What is the high-hanging fruit on your sanctification tree? You know, that thing, that issue that always seems to dog you? The one that you feel like you’ll be carrying with you all your life? For me, it’s frustration/anger. Like many “Type A” people, I’ve always struggled with my temper.
As I’ve grown older, hopefully more spiritually mature, and definitely less willing to die on every hill, my ability to let things roll off me seems to have grown, as well. I am almost always able to let the little slights in life slide by now: getting cut off in traffic, an inconsiderate comment, or having someone else’s cell phone go off at an inopportune time. Deeper still, and more difficult to release, are deep, long-lasting wrongs and betrayals. These still have the capacity to tempt me, drawing me into reliving the hurt, feeling my blood pressure rise. Yet, how well I forgive, and how often, is an essential precursor to praying powerful prayers.
One of those inconvenient truths of life, one of those things in the Bible we kind of wish wasn’t there, is that, somehow, how well we forgive is tied both to how and whether God forgives us. “For if you forgive others your trespasses, your Father will forgive you, but if you do not forgive others of their trespasses, neither will your Father forgive your trespasses.” (Matt. 25).
Forgiveness is also tied to how clearly God listens to our prayers. “If you are offering your gift at the altar and there remember your brother has something against you, leave your gift there and go, be reconciled with your brother, and then come offer your gift.” (Matt.5). So much of what Jesus taught was about forgiveness.
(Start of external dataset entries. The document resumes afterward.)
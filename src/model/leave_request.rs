use chrono::{NaiveDate, NaiveDateTime};
use serde::{Deserialize, Serialize};
use strum::{EnumIter, EnumString};
use utoipa::ToSchema;

use crate::error::StoreError;

#[derive(
    Debug,
    Clone,
    Copy,
    PartialEq,
    Eq,
    PartialOrd,
    Ord,
    Hash,
    Serialize,
    Deserialize,
    EnumString,
    EnumIter,
    ToSchema,
)]
#[serde(rename_all = "lowercase")]
#[strum(serialize_all = "lowercase")]
pub enum LeaveType {
    Annual,
    Casual,
    Sick,
    Unpaid,
}

impl LeaveType {
    pub fn as_str(&self) -> &'static str {
        match self {
            LeaveType::Annual => "annual",
            LeaveType::Casual => "casual",
            LeaveType::Sick => "sick",
            LeaveType::Unpaid => "unpaid",
        }
    }

    /// Unpaid leave has no yearly ceiling.
    pub fn is_unlimited(&self) -> bool {
        matches!(self, LeaveType::Unpaid)
    }
}

#[derive(Debug, Clone, Copy, PartialEq, Eq, Serialize, Deserialize, EnumString, ToSchema)]
#[serde(rename_all = "lowercase")]
#[strum(serialize_all = "lowercase")]
pub enum LeaveStatus {
    Pending,
    Approved,
    Rejected,
    Cancelled,
}

impl LeaveStatus {
    pub fn as_str(&self) -> &'static str {
        match self {
            LeaveStatus::Pending => "pending",
            LeaveStatus::Approved => "approved",
            LeaveStatus::Rejected => "rejected",
            LeaveStatus::Cancelled => "cancelled",
        }
    }

    /// Pending and approved applications hold their date range.
    pub fn is_active(&self) -> bool {
        matches!(self, LeaveStatus::Pending | LeaveStatus::Approved)
    }
}

#[derive(Debug, Clone, Copy, PartialEq, Eq, Serialize, Deserialize, EnumString, ToSchema)]
#[serde(rename_all = "lowercase")]
#[strum(serialize_all = "lowercase")]
pub enum HalfDaySession {
    Morning,
    Afternoon,
}

impl HalfDaySession {
    pub fn as_str(&self) -> &'static str {
        match self {
            HalfDaySession::Morning => "morning",
            HalfDaySession::Afternoon => "afternoon",
        }
    }
}

#[derive(Debug, Clone, PartialEq, Serialize, Deserialize, ToSchema)]
#[schema(example = json!({
    "id": 1,
    "employee_id": 1000,
    "leave_type": "casual",
    "from_date": "2024-03-10",
    "to_date": "2024-03-12",
    "total_days": 3.0,
    "status": "approved",
    "is_half_day": false,
    "half_day_session": null,
    "reason": "Family event",
    "reviewed_by": 2,
    "reviewed_at": "2024-03-01T11:20:00",
    "decision_note": null,
    "created_at": "2024-02-28T16:02:11"
}))]
pub struct LeaveApplication {
    pub id: u64,
    pub employee_id: u64,
    pub leave_type: LeaveType,
    #[schema(value_type = String, format = "date")]
    pub from_date: NaiveDate,
    #[schema(value_type = String, format = "date")]
    pub to_date: NaiveDate,
    pub total_days: f64,
    pub status: LeaveStatus,
    pub is_half_day: bool,
    pub half_day_session: Option<HalfDaySession>,
    pub reason: Option<String>,
    pub reviewed_by: Option<u64>,
    #[schema(value_type = Option<String>, format = "date-time")]
    pub reviewed_at: Option<NaiveDateTime>,
    pub decision_note: Option<String>,
    #[schema(value_type = String, format = "date-time")]
    pub created_at: NaiveDateTime,
}

impl LeaveApplication {
    /// Inclusive range overlap against `[from, to]`.
    pub fn overlaps(&self, from: NaiveDate, to: NaiveDate) -> bool {
        self.from_date <= to && self.to_date >= from
    }

    pub fn covers(&self, day: NaiveDate) -> bool {
        self.overlaps(day, day)
    }
}

/// A validated application ready to be persisted as pending.
#[derive(Debug, Clone)]
pub struct NewLeave {
    pub employee_id: u64,
    pub leave_type: LeaveType,
    pub from_date: NaiveDate,
    pub to_date: NaiveDate,
    pub total_days: f64,
    pub is_half_day: bool,
    pub half_day_session: Option<HalfDaySession>,
    pub reason: Option<String>,
    pub created_at: NaiveDateTime,
}

/// Status change applied only if the current status is one of `from`.
#[derive(Debug, Clone)]
pub struct LeaveTransition {
    pub from: Vec<LeaveStatus>,
    pub to: LeaveStatus,
    pub reviewed_by: Option<u64>,
    pub reviewed_at: Option<NaiveDateTime>,
    pub decision_note: Option<String>,
}

#[derive(Debug, sqlx::FromRow)]
pub struct LeaveRow {
    pub id: u64,
    pub employee_id: u64,
    pub leave_type: String,
    pub from_date: NaiveDate,
    pub to_date: NaiveDate,
    pub total_days: f64,
    pub status: String,
    pub is_half_day: bool,
    pub half_day_session: Option<String>,
    pub reason: Option<String>,
    pub reviewed_by: Option<u64>,
    pub reviewed_at: Option<NaiveDateTime>,
    pub decision_note: Option<String>,
    pub created_at: NaiveDateTime,
}

impl TryFrom<LeaveRow> for LeaveApplication {
    type Error = StoreError;

    fn try_from(row: LeaveRow) -> Result<Self, Self::Error> {
        let leave_type = row
            .leave_type
            .parse::<LeaveType>()
            .map_err(|_| StoreError::Corrupt(format!("leave_type '{}'", row.leave_type)))?;
        let status = row
            .status
            .parse::<LeaveStatus>()
            .map_err(|_| StoreError::Corrupt(format!("status '{}'", row.status)))?;
        let half_day_session = match row.half_day_session.as_deref() {
            Some(s) => Some(
                s.parse::<HalfDaySession>()
                    .map_err(|_| StoreError::Corrupt(format!("half_day_session '{}'", s)))?,
            ),
            None => None,
        };

        Ok(LeaveApplication {
            id: row.id,
            employee_id: row.employee_id,
            leave_type,
            from_date: row.from_date,
            to_date: row.to_date,
            total_days: row.total_days,
            status,
            is_half_day: row.is_half_day,
            half_day_session,
            reason: row.reason,
            reviewed_by: row.reviewed_by,
            reviewed_at: row.reviewed_at,
            decision_note: row.decision_note,
            created_at: row.created_at,
        })
    }
}

/// Balance of one leave type for one calendar year.
///
/// `allocated` and `remaining` are `None` for unlimited types.
#[derive(Debug, Clone, PartialEq, Serialize, Deserialize, ToSchema)]
pub struct LeaveBalance {
    pub allocated: Option<f64>,
    pub used: f64,
    pub remaining: Option<f64>,
}

#[cfg(test)]
mod tests {
    use super::*;

    fn date(y: i32, m: u32, d: u32) -> NaiveDate {
        NaiveDate::from_ymd_opt(y, m, d).unwrap()
    }

    fn application(from: NaiveDate, to: NaiveDate) -> LeaveApplication {
        LeaveApplication {
            id: 1,
            employee_id: 1000,
            leave_type: LeaveType::Casual,
            from_date: from,
            to_date: to,
            total_days: 3.0,
            status: LeaveStatus::Approved,
            is_half_day: false,
            half_day_session: None,
            reason: None,
            reviewed_by: None,
            reviewed_at: None,
            decision_note: None,
            created_at: from.and_hms_opt(0, 0, 0).unwrap(),
        }
    }

    #[test]
    fn overlap_is_inclusive_on_both_ends() {
        let leave = application(date(2024, 3, 10), date(2024, 3, 12));
        assert!(leave.overlaps(date(2024, 3, 11), date(2024, 3, 13)));
        assert!(leave.overlaps(date(2024, 3, 12), date(2024, 3, 12)));
        assert!(leave.overlaps(date(2024, 3, 1), date(2024, 3, 10)));
        assert!(!leave.overlaps(date(2024, 3, 13), date(2024, 3, 14)));
        assert!(!leave.overlaps(date(2024, 3, 1), date(2024, 3, 9)));
    }

    #[test]
    fn only_pending_and_approved_are_active() {
        assert!(LeaveStatus::Pending.is_active());
        assert!(LeaveStatus::Approved.is_active());
        assert!(!LeaveStatus::Rejected.is_active());
        assert!(!LeaveStatus::Cancelled.is_active());
    }

    #[test]
    fn leave_type_parses_lowercase() {
        assert_eq!("casual".parse::<LeaveType>().unwrap(), LeaveType::Casual);
        assert!("holiday".parse::<LeaveType>().is_err());
        assert!(LeaveType::Unpaid.is_unlimited());
        assert!(!LeaveType::Sick.is_unlimited());
    }
}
As I’ve reflected on it, I think there are several reasons our ability to forgive is so important to God. Forgiveness requires a heart inclined toward the Lord. When you think about it, humility, obedience, and love–the cornerstones of a heart devoted to the Lord–are required to forgive. Forgiveness requires us to be humble, to give up our perceived right to hold ourselves in judgment over the one who wronged us. It also almost always requires us to humble ourselves by admitting we were wrong, too, and that we had some sinful or wrongful part to play in the transgression resulting resulted in the hurt. It forces us to look down deep in our own hearts, and see things we may not want to see.
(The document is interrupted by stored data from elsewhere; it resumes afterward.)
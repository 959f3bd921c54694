use serde::Serialize;

/// Role id carried in the access token's `role` claim.
#[derive(Debug, Copy, Clone, Eq, PartialEq, Serialize)]
#[serde(rename_all = "snake_case")]
pub enum Role {
    Admin = 1,
    Hr = 2,
    Employee = 3,
    System = 4,
    ApiUser = 5,
}

impl TryFrom<u8> for Role {
    type Error = u8;

    fn try_from(id: u8) -> Result<Self, Self::Error> {
        match id {
            1 => Ok(Role::Admin),
            2 => Ok(Role::Hr),
            3 => Ok(Role::Employee),
            4 => Ok(Role::System),
            5 => Ok(Role::ApiUser),
            other => Err(other),
        }
    }
}

impl Role {
    /// May review leave and read other employees' attendance and leave.
    pub fn is_hr_or_admin(&self) -> bool {
        matches!(self, Role::Admin | Role::Hr)
    }
}

#[cfg(test)]
mod tests {
    use super::*;

    #[test]
    fn role_ids_round_trip() {
        for role in [Role::Admin, Role::Hr, Role::Employee, Role::System, Role::ApiUser] {
            assert_eq!(Role::try_from(role as u8), Ok(role));
        }
        assert_eq!(Role::try_from(9), Err(9));
        assert!(Role::Hr.is_hr_or_admin());
        assert!(!Role::Employee.is_hr_or_admin());
    }
}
Forgiveness requires love, but not just any love. Forgiveness is an act of supernatural love, a desire to extend grace and mercy to one who your flesh cries out to attack and revile. That kind of love is can only come as an overflow of love for Christ.
Forgiveness requires obedience. It’s an act of the will, a choice we make. But, it’s not a natural choice. Our natural desire is to hold a grudge, or to get even. For lovers of Jesus, forgiveness requires a will empowered by the Holy Spirit. And, forgiveness is a continuous obedience, not a one-time act. When Jesus tells His disciples in Matthew 18 that they should forgive, not once, not seven times, but seventy times seven (essentially, an infinite number), He was encouraging them not to forgive 490 separate wrongs (although that would be true, too). Instead, He was exhorting them to forgive the memory of every wrong that had ever been done them every time the memory of those wrongs reared their ugly heads in the disciples’ minds and hearts. In this sense, forgiveness is ongoing; it’s continuous.
Individuals need forgiveness, and institutions need it, too. There are no perfect companies, families, churches, or schools. All must be forgiven. Without forgiving the institutions that make up our lives, our only alternative is to live life as a lone ranger or a consumer of community rather than contributing member, either of which are antithetical to who you were created to be, and both of which will eventually bring you up short of living life to its fullest.
Forgiveness makes redemptive community possible in a fallen world. It not only glorifies God by mirroring His forgiveness of us, but it heals our hearts- it removes that seed, that cancer within us which, if left untended, breeds bitterness, rots us from the inside, and draws us from the Lord.
Knowing what we know about forgiveness, it’s important to examine our hearts periodically, asking God to reveal how lack of forgiveness or bitterness might be impacting us relationally, and impacting a powerful prayer life, too. Over the summer, God convicted me that, despite the fact I really thought I had completely forgiven my parents for past dysfunction, there were still ways I wasn’t acting like I had forgiven them: at various times, not fully drawing them in, or keeping them at arm’s length, not sharing my heart with them, being short or irritated with them, delegating my dealings with them to my wife, or delaying talking with them. I needed to seek forgiveness from the Lord, and repent of my dealings with my parents, resolving to love them better that demonstrated the forgiveness I really thought I had given. God’s Word makes it clear that lack of forgiveness, maybe even unconscious forgiveness, might be hindering my communion with God, and my prayer life with Him.
What unforgiveness may still be latent in your heart that might be hindering your relationship with the Lord? Is it keeping your prayers from being powerful?